╭──

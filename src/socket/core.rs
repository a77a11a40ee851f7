// src/socket/core.rs

use crate::context::Context;
use crate::error::ZmqError;
use crate::message::{Blob, Msg};
use crate::runtime::{InboundMsg, PipeCredit, PipeSender, PipeWriter};
use crate::socket::options::{
  self, encode_hwm_option, encode_i32_option, encode_timeout_option, parse_blob_option, parse_bool_option,
  parse_hwm_option, parse_timeout_option, SocketOptions,
};
use crate::socket::patterns::{FairQueue, LoadBalancer};
use crate::socket::types::SocketType;
use crate::socket::ISocket;

use std::collections::{HashMap, VecDeque};
use std::sync::atomic::{AtomicBool, Ordering};
use std::sync::Arc;
use std::time::Duration;

use once_cell::sync::OnceCell;
use parking_lot::{Mutex, RwLock};
use tokio::sync::Semaphore;
use tokio_util::sync::CancellationToken;

/// Outcome of handing a complete message to one specific peer.
#[derive(Debug)]
pub(crate) enum Delivery {
  Sent,
  /// The peer has gone away; the pipe was detached and the message handed back.
  PeerGone(Vec<Msg>),
}

/// State and plumbing shared by every socket pattern: options, attached pipes,
/// the inbound fair queue, frame staging for receive and frame buffering for send.
///
/// Pattern-specific behavior lives in the `ISocket` implementations, which
/// call back into the core.
#[derive(Debug)]
pub(crate) struct SocketCore {
  pub(crate) handle: usize,
  pub(crate) socket_type: SocketType,
  pub(crate) context: Context,
  pub(crate) options: RwLock<SocketOptions>,
  /// Created on first use so that RCVHWM set before bind/connect sizes it.
  inbound: OnceCell<FairQueue<InboundMsg>>,
  /// Pipe id -> writer into the peer's inbound queue.
  peers: Mutex<HashMap<usize, PipeWriter>>,
  /// SNDHWM budgets of the pipes writing into this socket. Closed on close
  /// so that peers waiting for credit see the pipe as gone.
  inbound_credits: Mutex<HashMap<usize, Arc<Semaphore>>>,
  pub(crate) load_balancer: LoadBalancer,
  /// Frames of the message currently being received, MORE flags already set.
  staged: Mutex<VecDeque<Msg>>,
  /// Frames sent with MORE, held until the final frame completes the message.
  outgoing: Mutex<Vec<Msg>>,
  rcvmore: AtomicBool,
  closed: AtomicBool,
  shutdown: CancellationToken,
  /// Aborts deliveries still in flight at close, once LINGER has run out.
  linger_expired: CancellationToken,
  bound_names: Mutex<Vec<String>>,
}

impl SocketCore {
  pub(crate) fn new(handle: usize, socket_type: SocketType, context: Context) -> Self {
    Self {
      handle,
      socket_type,
      context,
      options: RwLock::new(SocketOptions::default()),
      inbound: OnceCell::new(),
      peers: Mutex::new(HashMap::new()),
      inbound_credits: Mutex::new(HashMap::new()),
      load_balancer: LoadBalancer::new(),
      staged: Mutex::new(VecDeque::new()),
      outgoing: Mutex::new(Vec::new()),
      rcvmore: AtomicBool::new(false),
      closed: AtomicBool::new(false),
      shutdown: CancellationToken::new(),
      linger_expired: CancellationToken::new(),
      bound_names: Mutex::new(Vec::new()),
    }
  }

  fn inbound(&self) -> &FairQueue<InboundMsg> {
    self.inbound.get_or_init(|| {
      let queue = FairQueue::new(self.options.read().rcvhwm);
      tracing::trace!(handle = self.handle, hwm = queue.capacity(), "Inbound queue created");
      queue
    })
  }

  /// Sender a peer uses to push complete messages into this socket.
  pub(crate) fn inbound_sender(&self) -> PipeSender {
    self.inbound().sender()
  }

  pub(crate) fn is_closed(&self) -> bool {
    self.closed.load(Ordering::Acquire)
  }

  pub(crate) fn ensure_open(&self) -> Result<(), ZmqError> {
    if self.is_closed() {
      Err(ZmqError::SocketClosed)
    } else {
      Ok(())
    }
  }

  pub(crate) fn peer_count(&self) -> usize {
    self.peers.lock().len()
  }

  pub(crate) fn register_bound_name(&self, name: String) {
    self.bound_names.lock().push(name);
  }

  // --- Pipe management ---

  pub(crate) fn attach_peer(
    &self,
    logic: &dyn ISocket,
    pipe_id: usize,
    writer: PipeWriter,
    inbound_credit: PipeCredit,
    peer_routing_id: Option<&Blob>,
  ) {
    self.peers.lock().insert(pipe_id, writer);
    if let Some(credit) = inbound_credit {
      self.inbound_credits.lock().insert(pipe_id, credit);
    }
    logic.pipe_attached(pipe_id, peer_routing_id);
    self.load_balancer.add_pipe(pipe_id);
    tracing::debug!(handle = self.handle, pipe_id, socket_type = ?self.socket_type, "Pipe attached");
  }

  fn detach_peer(&self, pipe_id: usize) {
    if self.peers.lock().remove(&pipe_id).is_some() {
      tracing::debug!(handle = self.handle, pipe_id, "Pipe detached (peer gone)");
    }
    self.load_balancer.remove_pipe(pipe_id);
  }

  // --- Receive path ---

  /// Receives the next frame, honoring RCVTIMEO.
  pub(crate) async fn recv_frame(&self, logic: &dyn ISocket) -> Result<Msg, ZmqError> {
    let rcvtimeo = self.options.read().rcvtimeo;
    match rcvtimeo {
      None => self.wait_readable(logic).await?,
      Some(timeout) => tokio::time::timeout(timeout, self.wait_readable(logic))
        .await
        .map_err(|_| ZmqError::Timeout)??,
    }
    let frame = self
      .staged
      .lock()
      .pop_front()
      .ok_or_else(|| ZmqError::Internal("Readable socket had no staged frame".into()))?;
    self.rcvmore.store(frame.is_more(), Ordering::Release);
    Ok(frame)
  }

  /// Waits until a frame can be received without blocking.
  ///
  /// Pulls the next accepted message off the inbound queue and stages it.
  /// Cancel-safe: a message is either still queued or fully staged.
  pub(crate) async fn wait_readable(&self, logic: &dyn ISocket) -> Result<(), ZmqError> {
    loop {
      self.ensure_open()?;
      if !self.staged.lock().is_empty() {
        return Ok(());
      }
      logic.check_recv()?;
      let Some(inbound) = self.inbound().pop_item().await else {
        return Err(ZmqError::SocketClosed);
      };
      if self.accept(logic, inbound) {
        return Ok(());
      }
    }
  }

  /// Readiness wait used by `poll`. A socket that cannot receive in its
  /// current state is simply never readable; only closing it ends the wait.
  pub(crate) async fn poll_readable(&self, logic: &dyn ISocket) -> Result<(), ZmqError> {
    self.ensure_open()?;
    if logic.check_recv().is_err() {
      self.shutdown.cancelled().await;
      return Err(ZmqError::SocketClosed);
    }
    self.wait_readable(logic).await
  }

  /// Non-blocking readiness test. Stages a message if one is queued.
  pub(crate) fn try_fill(&self, logic: &dyn ISocket) -> bool {
    if self.is_closed() {
      return false;
    }
    if !self.staged.lock().is_empty() {
      return true;
    }
    if logic.check_recv().is_err() {
      return false;
    }
    while let Ok(Some(inbound)) = self.inbound().try_pop_item() {
      if self.accept(logic, inbound) {
        return true;
      }
    }
    false
  }

  fn accept(&self, logic: &dyn ISocket, inbound: InboundMsg) -> bool {
    let pipe_id = inbound.pipe_id;
    let size = inbound.payload_size();
    match logic.accept_incoming(inbound) {
      Some(parts) if !parts.is_empty() => {
        tracing::trace!(
          handle = self.handle,
          pipe_id,
          frames = parts.len(),
          size,
          queued = self.inbound().len(),
          "Message staged"
        );
        let last = parts.len() - 1;
        let mut staged = self.staged.lock();
        for (i, mut frame) in parts.into_iter().enumerate() {
          frame.set_more(i < last);
          staged.push_back(frame);
        }
        true
      }
      _ => {
        tracing::trace!(handle = self.handle, pipe_id, "Inbound message discarded by pattern");
        false
      }
    }
  }

  // --- Send path ---

  /// Sends one frame. Frames flagged MORE are buffered; the final frame hands
  /// the complete message to the pattern, honoring SNDTIMEO.
  pub(crate) async fn send_frame(&self, logic: &dyn ISocket, msg: Msg) -> Result<(), ZmqError> {
    self.ensure_open()?;
    logic.check_send()?;
    if msg.is_more() {
      self.outgoing.lock().push(msg);
      return Ok(());
    }
    let mut parts = std::mem::take(&mut *self.outgoing.lock());
    parts.push(msg);

    let sndtimeo = self.options.read().sndtimeo;
    match sndtimeo {
      None => logic.send_message(parts).await,
      Some(timeout) => tokio::time::timeout(timeout, logic.send_message(parts))
        .await
        .map_err(|_| ZmqError::Timeout)?,
    }
  }

  /// Hands a complete message to the next peer in round-robin order, waiting
  /// for a peer to attach if there is none. Returns the pipe it went to.
  pub(crate) async fn send_round_robin(&self, mut parts: Vec<Msg>) -> Result<usize, ZmqError> {
    loop {
      self.ensure_open()?;
      let Some(pipe_id) = self.load_balancer.next_pipe() else {
        tracing::trace!(handle = self.handle, "No peer attached, waiting to send");
        tokio::select! {
          _ = self.load_balancer.wait_for_pipe() => {}
          _ = self.shutdown.cancelled() => return Err(ZmqError::SocketClosed),
        }
        continue;
      };
      match self.deliver(pipe_id, parts).await? {
        Delivery::Sent => return Ok(pipe_id),
        Delivery::PeerGone(returned) => parts = returned,
      }
    }
  }

  /// Hands a complete message to a specific peer. Waits while the pipe is at
  /// SNDHWM or the peer's inbound queue is at its RCVHWM.
  ///
  /// A delivery already waiting when the socket closes keeps going until
  /// LINGER runs out.
  pub(crate) async fn deliver(&self, pipe_id: usize, parts: Vec<Msg>) -> Result<Delivery, ZmqError> {
    let writer = self.peers.lock().get(&pipe_id).cloned();
    let Some(writer) = writer else {
      self.load_balancer.remove_pipe(pipe_id);
      return Ok(Delivery::PeerGone(parts));
    };
    tokio::select! {
      res = writer.send(InboundMsg::new(pipe_id, parts)) => match res {
        Ok(()) => Ok(Delivery::Sent),
        Err(returned) => {
          self.detach_peer(pipe_id);
          Ok(Delivery::PeerGone(returned.parts))
        }
      },
      _ = self.linger_expired.cancelled() => Err(ZmqError::SocketClosed),
    }
  }

  // --- Options ---

  pub(crate) fn set_option(&self, option: i32, value: &[u8]) -> Result<(), ZmqError> {
    tracing::debug!(handle = self.handle, option, value_len = value.len(), "Setting option");
    let mut opts = self.options.write();
    match option {
      options::SNDHWM => opts.sndhwm = parse_hwm_option(value, option)?,
      options::RCVHWM => {
        opts.rcvhwm = parse_hwm_option(value, option)?;
        if self.inbound.get().is_some() {
          tracing::debug!(
            handle = self.handle,
            "RCVHWM changed after the inbound queue was created; existing queue keeps its capacity"
          );
        }
      }
      options::LINGER => opts.linger = parse_timeout_option(value, option)?,
      options::RCVTIMEO => opts.rcvtimeo = parse_timeout_option(value, option)?,
      options::SNDTIMEO => opts.sndtimeo = parse_timeout_option(value, option)?,
      options::ROUTING_ID => opts.routing_id = Some(parse_blob_option(value)?),
      options::ROUTER_MANDATORY if self.socket_type == SocketType::Router => {
        opts.router_mandatory = parse_bool_option(value, option)?
      }
      _ => {
        tracing::warn!(handle = self.handle, option, "Attempted to set unsupported option");
        return Err(ZmqError::InvalidOption(option));
      }
    }
    Ok(())
  }

  pub(crate) fn get_option(&self, option: i32) -> Result<Vec<u8>, ZmqError> {
    let opts = self.options.read();
    match option {
      options::SNDHWM => Ok(encode_hwm_option(opts.sndhwm)),
      options::RCVHWM => Ok(encode_hwm_option(opts.rcvhwm)),
      options::LINGER => Ok(encode_timeout_option(opts.linger)),
      options::RCVTIMEO => Ok(encode_timeout_option(opts.rcvtimeo)),
      options::SNDTIMEO => Ok(encode_timeout_option(opts.sndtimeo)),
      options::ROUTING_ID => Ok(opts.routing_id.as_ref().map(|id| id.to_vec()).unwrap_or_default()),
      options::ROUTER_MANDATORY if self.socket_type == SocketType::Router => {
        Ok(encode_i32_option(opts.router_mandatory as i32))
      }
      options::RCVMORE => Ok(encode_i32_option(self.rcvmore.load(Ordering::Acquire) as i32)),
      options::TYPE => Ok(encode_i32_option(self.socket_type.code())),
      _ => Err(ZmqError::InvalidOption(option)),
    }
  }

  // --- Lifecycle ---

  /// Closes the socket. Idempotent.
  ///
  /// Pending receives and sends fail with `SocketClosed`; peers see their
  /// next delivery to this socket fail and detach the pipe. A delivery that
  /// is already waiting on a peer gets up to LINGER to complete.
  pub(crate) fn close(&self) {
    if self.closed.swap(true, Ordering::AcqRel) {
      return;
    }
    let linger = self.options.read().linger;
    tracing::debug!(handle = self.handle, socket_type = ?self.socket_type, ?linger, "Closing socket");
    self.shutdown.cancel();
    self.start_linger(linger);
    self.inbound().close();
    for credit in self.inbound_credits.lock().drain().map(|(_, credit)| credit) {
      credit.close();
    }
    self.peers.lock().clear();
    self.load_balancer.clear();
    self.load_balancer.wake_all();
    self.staged.lock().clear();
    self.outgoing.lock().clear();

    let inner = self.context.inner();
    for name in self.bound_names.lock().drain(..) {
      inner.unregister_inproc(&name, self.handle);
    }
    inner.unregister_socket(self.handle);
  }

  fn start_linger(&self, linger: Option<Duration>) {
    match linger {
      // Infinite: in-flight deliveries finish whenever the peer makes room.
      None => {}
      Some(period) if period.is_zero() => self.linger_expired.cancel(),
      Some(period) => match tokio::runtime::Handle::try_current() {
        Ok(runtime) => {
          let expired = self.linger_expired.clone();
          runtime.spawn(async move {
            tokio::time::sleep(period).await;
            expired.cancel();
          });
        }
        Err(_) => self.linger_expired.cancel(),
      },
    }
  }
}

impl Drop for SocketCore {
  /// Covers sockets dropped without `close`: peers stop waiting on this
  /// socket's credit and the context forgets it.
  fn drop(&mut self) {
    for credit in self.inbound_credits.get_mut().values() {
      credit.close();
    }
    let inner = self.context.inner();
    for name in self.bound_names.get_mut().drain(..) {
      inner.unregister_inproc(&name, self.handle);
    }
    inner.unregister_socket(self.handle);
  }
}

╰──

■ Required work ■
Retype only the lines running from the top of the listing to the line that holds "Pattern-specific behavior lives", both ends included.

■ Your solution ■
filename src/socket/core.rs
repository a77a11a40ee851f7
// src/socket/core.rs

use crate::context::Context;
use crate::error::ZmqError;
use crate::message::{Blob, Msg};
use crate::runtime::{InboundMsg, PipeCredit, PipeSender, PipeWriter};
use crate::socket::options::{
  self, encode_hwm_option, encode_i32_option, encode_timeout_option, parse_blob_option, parse_bool_option,
  parse_hwm_option, parse_timeout_option, SocketOptions,
};
use crate::socket::patterns::{FairQueue, LoadBalancer};
use crate::socket::types::SocketType;
use crate::socket::ISocket;

use std::collections::{HashMap, VecDeque};
use std::sync::atomic::{AtomicBool, Ordering};
use std::sync::Arc;
use std::time::Duration;

use once_cell::sync::OnceCell;
use parking_lot::{Mutex, RwLock};
use tokio::sync::Semaphore;
use tokio_util::sync::CancellationToken;

/// Outcome of handing a complete message to one specific peer.
#[derive(Debug)]
pub(crate) enum Delivery {
  Sent,
  /// The peer has gone away; the pipe was detached and the message handed back.
  PeerGone(Vec<Msg>),
}

/// State and plumbing shared by every socket pattern: options, attached pipes,
/// the inbound fair queue, frame staging for receive and frame buffering for send.
///
/// Pattern-specific behavior lives in the `ISocket` implementations, which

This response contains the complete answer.